Please set down the records exactly, keeping every line.

============================================================

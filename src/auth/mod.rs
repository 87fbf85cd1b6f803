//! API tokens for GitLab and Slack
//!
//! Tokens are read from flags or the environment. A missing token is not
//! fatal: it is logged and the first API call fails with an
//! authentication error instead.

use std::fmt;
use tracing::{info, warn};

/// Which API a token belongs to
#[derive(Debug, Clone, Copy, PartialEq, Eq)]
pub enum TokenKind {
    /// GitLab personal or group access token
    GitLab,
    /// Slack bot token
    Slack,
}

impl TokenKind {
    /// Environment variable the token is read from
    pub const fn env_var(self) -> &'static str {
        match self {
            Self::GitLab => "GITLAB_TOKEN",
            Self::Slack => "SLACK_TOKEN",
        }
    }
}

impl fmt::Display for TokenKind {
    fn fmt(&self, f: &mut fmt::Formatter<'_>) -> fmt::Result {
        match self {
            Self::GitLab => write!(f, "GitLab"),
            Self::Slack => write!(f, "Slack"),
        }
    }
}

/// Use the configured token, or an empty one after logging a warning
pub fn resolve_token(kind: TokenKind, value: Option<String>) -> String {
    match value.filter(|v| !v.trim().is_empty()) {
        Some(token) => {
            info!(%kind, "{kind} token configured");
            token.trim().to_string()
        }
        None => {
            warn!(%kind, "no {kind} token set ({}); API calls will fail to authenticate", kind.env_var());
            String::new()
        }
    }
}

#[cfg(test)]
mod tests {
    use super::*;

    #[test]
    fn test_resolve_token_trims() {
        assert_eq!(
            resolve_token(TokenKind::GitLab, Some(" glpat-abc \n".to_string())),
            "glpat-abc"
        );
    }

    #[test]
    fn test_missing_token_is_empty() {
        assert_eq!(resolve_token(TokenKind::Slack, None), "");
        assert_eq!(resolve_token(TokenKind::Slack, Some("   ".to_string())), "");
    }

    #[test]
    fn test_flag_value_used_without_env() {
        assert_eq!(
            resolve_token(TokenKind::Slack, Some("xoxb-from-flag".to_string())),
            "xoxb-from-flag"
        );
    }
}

============================================================

# [Completed exercise]
filename src/auth/mod.rs
repository 87fbf85cd1b6f803
//! API tokens for GitLab and Slack
//!
//! Tokens are read from flags or the environment. A missing token is not
//! fatal: it is logged and the first API call fails with an
//! authentication error instead.

use std::fmt;
use tracing::{info, warn};

/// Which API a token belongs to
#[derive(Debug, Clone, Copy, PartialEq, Eq)]
pub enum TokenKind {
    /// GitLab personal or group access token
    GitLab,
    /// Slack bot token
    Slack,
}

impl TokenKind {
    /// Environment variable the token is read from
    pub const fn env_var(self) -> &'static str {
        match self {
            Self::GitLab => "GITLAB_TOKEN",
            Self::Slack => "SLACK_TOKEN",
        }
    }
}

impl fmt::Display for TokenKind {
    fn fmt(&self, f: &mut fmt::Formatter<'_>) -> fmt::Result {
        match self {
            Self::GitLab => write!(f, "GitLab"),
            Self::Slack => write!(f, "Slack"),
        }
    }
}

/// Use the configured token, or an empty one after logging a warning
pub fn resolve_token(kind: TokenKind, value: Option<String>) -> String {
    match value.filter(|v| !v.trim().is_empty()) {
        Some(token) => {
            info!(%kind, "{kind} token configured");
            token.trim().to_string()
        }
        None => {
            warn!(%kind, "no {kind} token set ({}); API calls will fail to authenticate", kind.env_var());
            String::new()
        }
    }
}

#[cfg(test)]
mod tests {
    use super::*;

    #[test]
    fn test_resolve_token_trims() {
        assert_eq!(
            resolve_token(TokenKind::GitLab, Some(" glpat-abc \n".to_string())),
            "glpat-abc"
        );
    }

    #[test]
    fn test_missing_token_is_empty() {
        assert_eq!(resolve_token(TokenKind::Slack, None), "");
        assert_eq!(resolve_token(TokenKind::Slack, Some("   ".to_string())), "");
    }

    #[test]
    fn test_flag_value_used_without_env() {
        assert_eq!(
            resolve_token(TokenKind::Slack, Some("xoxb-from-flag".to_string())),
            "xoxb-from-flag"
        );
    }
}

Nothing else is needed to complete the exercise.